◆ Task statement ◆
Start at the line below containing "filename file-agent-core/src/agent/engine.rs" and stop at the line containing "use tracing::debug;". Repeat every line of that stretch exactly, and nothing outside it.

--- Extracted information Enclosed Below ---

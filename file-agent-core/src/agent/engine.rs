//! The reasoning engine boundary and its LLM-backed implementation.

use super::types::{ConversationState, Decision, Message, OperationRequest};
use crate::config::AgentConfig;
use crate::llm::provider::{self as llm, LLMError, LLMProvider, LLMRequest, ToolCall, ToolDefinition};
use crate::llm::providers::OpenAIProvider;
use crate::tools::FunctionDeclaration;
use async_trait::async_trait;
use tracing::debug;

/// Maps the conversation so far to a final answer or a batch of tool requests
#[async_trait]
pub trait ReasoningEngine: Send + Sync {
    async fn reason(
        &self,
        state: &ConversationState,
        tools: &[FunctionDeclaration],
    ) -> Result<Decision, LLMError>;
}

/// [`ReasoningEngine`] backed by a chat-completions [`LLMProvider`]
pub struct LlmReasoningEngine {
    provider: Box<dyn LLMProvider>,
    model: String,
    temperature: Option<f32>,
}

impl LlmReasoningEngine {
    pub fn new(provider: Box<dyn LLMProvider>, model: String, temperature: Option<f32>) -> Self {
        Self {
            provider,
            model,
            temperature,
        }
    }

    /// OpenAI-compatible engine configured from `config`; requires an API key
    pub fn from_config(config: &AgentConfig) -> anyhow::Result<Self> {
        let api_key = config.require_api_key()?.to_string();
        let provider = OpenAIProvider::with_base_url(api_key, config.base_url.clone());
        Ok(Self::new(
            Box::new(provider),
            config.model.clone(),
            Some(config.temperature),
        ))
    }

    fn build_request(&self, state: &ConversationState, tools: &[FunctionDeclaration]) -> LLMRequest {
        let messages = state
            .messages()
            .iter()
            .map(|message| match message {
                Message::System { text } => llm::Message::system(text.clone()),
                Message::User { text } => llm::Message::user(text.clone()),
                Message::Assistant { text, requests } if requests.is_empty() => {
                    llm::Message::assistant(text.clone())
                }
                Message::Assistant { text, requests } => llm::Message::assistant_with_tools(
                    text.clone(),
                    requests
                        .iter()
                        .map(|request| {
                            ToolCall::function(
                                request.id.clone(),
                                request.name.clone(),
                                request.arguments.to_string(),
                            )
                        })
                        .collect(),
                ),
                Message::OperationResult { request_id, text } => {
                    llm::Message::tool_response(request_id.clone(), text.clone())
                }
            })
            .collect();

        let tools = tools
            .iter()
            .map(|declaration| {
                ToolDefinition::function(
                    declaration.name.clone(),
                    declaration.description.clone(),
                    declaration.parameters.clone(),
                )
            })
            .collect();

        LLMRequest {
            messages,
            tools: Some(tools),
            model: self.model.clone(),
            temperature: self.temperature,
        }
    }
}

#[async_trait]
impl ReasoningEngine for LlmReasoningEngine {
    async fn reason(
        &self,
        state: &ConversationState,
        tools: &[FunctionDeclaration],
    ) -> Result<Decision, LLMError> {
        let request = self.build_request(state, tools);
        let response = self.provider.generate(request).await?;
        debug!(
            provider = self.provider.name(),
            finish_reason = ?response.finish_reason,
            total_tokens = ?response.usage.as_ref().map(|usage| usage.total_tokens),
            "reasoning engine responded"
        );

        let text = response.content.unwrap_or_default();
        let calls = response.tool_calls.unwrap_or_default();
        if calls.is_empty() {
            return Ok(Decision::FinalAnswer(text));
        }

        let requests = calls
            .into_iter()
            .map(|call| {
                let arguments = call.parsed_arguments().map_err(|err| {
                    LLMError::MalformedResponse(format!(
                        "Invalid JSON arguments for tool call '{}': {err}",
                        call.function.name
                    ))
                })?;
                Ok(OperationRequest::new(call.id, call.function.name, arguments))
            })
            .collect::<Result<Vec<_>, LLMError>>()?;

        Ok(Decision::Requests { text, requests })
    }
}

--- End of Enclosed Extracted information ---
--- Extracted information Enclosed Below ---

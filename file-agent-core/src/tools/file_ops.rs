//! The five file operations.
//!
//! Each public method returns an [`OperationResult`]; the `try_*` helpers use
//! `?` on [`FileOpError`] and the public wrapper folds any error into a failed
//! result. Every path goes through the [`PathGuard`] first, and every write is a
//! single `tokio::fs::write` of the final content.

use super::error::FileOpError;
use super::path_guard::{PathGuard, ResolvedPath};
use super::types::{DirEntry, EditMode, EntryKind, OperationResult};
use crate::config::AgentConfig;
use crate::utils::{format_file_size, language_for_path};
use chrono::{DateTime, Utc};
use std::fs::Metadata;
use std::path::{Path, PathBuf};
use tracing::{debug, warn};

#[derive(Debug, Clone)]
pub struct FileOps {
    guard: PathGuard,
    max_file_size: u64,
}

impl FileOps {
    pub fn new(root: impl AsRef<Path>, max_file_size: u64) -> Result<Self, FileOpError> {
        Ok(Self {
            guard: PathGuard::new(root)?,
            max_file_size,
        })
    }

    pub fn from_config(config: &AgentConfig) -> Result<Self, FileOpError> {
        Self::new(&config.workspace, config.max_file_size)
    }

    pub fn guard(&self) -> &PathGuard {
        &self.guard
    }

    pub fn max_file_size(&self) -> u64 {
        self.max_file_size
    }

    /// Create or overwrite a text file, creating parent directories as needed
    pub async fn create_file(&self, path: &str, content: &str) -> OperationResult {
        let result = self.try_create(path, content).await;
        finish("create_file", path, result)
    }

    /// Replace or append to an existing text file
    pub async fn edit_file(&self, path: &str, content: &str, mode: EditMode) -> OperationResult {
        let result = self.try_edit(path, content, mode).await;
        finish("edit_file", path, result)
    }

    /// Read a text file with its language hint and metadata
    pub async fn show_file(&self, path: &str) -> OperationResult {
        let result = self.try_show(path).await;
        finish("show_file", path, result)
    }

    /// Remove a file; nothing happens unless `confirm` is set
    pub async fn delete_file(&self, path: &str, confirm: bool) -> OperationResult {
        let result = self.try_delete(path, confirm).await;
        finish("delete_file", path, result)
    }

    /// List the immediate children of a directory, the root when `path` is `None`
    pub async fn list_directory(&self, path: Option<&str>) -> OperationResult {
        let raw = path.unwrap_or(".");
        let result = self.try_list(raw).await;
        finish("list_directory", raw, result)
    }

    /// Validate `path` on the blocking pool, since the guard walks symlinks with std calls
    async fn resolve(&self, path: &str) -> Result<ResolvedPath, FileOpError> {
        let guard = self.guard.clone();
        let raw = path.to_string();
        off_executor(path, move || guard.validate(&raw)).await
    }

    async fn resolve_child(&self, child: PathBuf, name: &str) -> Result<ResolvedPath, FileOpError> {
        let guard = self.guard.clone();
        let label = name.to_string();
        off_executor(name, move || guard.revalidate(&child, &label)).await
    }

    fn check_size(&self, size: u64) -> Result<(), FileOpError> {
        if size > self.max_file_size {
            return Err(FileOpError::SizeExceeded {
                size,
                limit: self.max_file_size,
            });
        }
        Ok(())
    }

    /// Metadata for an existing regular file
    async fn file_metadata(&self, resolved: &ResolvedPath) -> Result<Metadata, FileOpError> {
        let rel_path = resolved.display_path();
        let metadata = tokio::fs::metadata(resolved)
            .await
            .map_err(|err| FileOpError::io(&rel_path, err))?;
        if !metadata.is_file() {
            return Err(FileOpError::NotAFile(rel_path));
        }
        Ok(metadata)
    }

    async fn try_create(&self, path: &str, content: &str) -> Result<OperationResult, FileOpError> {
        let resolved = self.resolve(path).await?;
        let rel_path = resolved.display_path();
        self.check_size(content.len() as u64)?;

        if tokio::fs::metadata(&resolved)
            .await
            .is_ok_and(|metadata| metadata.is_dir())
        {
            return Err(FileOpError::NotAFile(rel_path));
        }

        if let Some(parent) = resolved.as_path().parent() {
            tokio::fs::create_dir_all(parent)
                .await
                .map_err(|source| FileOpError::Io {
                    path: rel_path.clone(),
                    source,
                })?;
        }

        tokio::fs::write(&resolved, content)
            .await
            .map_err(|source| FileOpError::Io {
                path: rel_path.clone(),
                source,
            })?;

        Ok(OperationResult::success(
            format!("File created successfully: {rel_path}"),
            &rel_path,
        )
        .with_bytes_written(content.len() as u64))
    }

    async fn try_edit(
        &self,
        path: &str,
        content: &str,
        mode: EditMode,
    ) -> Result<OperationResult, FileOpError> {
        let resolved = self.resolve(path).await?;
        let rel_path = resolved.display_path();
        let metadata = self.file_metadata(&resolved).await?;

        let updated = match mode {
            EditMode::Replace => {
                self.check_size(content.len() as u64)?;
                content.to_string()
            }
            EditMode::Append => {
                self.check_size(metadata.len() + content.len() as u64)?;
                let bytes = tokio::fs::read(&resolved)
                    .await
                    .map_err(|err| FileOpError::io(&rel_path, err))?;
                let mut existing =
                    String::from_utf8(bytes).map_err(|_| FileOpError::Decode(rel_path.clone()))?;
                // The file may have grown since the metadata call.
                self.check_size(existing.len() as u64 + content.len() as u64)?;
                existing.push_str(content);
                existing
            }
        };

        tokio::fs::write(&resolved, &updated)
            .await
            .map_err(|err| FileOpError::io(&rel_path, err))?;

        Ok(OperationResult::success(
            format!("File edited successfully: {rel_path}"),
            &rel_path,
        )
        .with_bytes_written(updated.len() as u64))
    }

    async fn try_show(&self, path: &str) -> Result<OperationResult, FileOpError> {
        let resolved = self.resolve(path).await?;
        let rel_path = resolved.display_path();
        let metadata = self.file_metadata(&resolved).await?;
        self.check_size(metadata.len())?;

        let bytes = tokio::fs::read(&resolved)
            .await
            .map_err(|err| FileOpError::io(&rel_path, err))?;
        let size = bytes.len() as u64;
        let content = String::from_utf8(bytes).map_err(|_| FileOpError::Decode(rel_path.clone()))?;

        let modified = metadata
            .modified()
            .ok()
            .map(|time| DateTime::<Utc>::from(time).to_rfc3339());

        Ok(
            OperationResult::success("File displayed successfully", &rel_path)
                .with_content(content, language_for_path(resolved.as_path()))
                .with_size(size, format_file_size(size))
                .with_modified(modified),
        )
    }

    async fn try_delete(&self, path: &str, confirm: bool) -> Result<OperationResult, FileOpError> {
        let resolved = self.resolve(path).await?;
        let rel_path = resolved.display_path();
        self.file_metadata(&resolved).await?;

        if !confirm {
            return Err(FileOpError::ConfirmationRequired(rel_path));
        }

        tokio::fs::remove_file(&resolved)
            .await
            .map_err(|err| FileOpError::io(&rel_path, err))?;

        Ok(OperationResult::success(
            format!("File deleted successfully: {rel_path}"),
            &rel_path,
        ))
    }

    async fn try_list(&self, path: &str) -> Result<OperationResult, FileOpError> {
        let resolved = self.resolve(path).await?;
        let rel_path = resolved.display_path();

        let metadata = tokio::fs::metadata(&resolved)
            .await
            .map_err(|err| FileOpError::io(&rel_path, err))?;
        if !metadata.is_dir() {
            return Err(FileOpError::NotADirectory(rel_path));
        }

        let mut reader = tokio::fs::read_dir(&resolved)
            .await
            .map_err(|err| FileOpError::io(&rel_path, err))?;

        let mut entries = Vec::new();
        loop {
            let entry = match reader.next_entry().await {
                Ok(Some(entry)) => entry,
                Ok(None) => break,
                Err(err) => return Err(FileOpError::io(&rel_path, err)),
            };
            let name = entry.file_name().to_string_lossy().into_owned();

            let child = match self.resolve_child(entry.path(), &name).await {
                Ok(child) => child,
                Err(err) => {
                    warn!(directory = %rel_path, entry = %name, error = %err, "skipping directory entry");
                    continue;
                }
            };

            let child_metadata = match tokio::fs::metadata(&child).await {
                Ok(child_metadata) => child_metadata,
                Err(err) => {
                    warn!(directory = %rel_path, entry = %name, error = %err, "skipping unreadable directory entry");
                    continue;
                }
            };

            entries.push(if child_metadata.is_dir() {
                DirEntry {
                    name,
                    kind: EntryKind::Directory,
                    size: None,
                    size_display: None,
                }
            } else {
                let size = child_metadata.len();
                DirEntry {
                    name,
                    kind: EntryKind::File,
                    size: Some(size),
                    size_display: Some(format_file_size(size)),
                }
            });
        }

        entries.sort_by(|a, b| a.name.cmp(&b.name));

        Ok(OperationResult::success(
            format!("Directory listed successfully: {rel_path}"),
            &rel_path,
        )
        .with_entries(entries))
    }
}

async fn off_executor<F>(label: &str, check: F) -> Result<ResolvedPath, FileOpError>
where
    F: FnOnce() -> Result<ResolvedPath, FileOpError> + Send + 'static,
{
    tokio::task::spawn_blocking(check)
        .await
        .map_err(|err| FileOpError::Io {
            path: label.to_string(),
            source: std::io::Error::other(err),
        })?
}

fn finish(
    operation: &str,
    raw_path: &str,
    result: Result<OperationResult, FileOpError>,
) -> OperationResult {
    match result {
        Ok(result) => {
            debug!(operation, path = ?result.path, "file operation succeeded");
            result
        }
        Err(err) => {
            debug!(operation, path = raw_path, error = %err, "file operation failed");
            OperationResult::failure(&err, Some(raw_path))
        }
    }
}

--- End of Enclosed Extracted information ---

◆ Exercise solution ◆
filename file-agent-core/src/agent/engine.rs
//! The reasoning engine boundary and its LLM-backed implementation.

use super::types::{ConversationState, Decision, Message, OperationRequest};
use crate::config::AgentConfig;
use crate::llm::provider::{self as llm, LLMError, LLMProvider, LLMRequest, ToolCall, ToolDefinition};
use crate::llm::providers::OpenAIProvider;
use crate::tools::FunctionDeclaration;
use async_trait::async_trait;
use tracing::debug;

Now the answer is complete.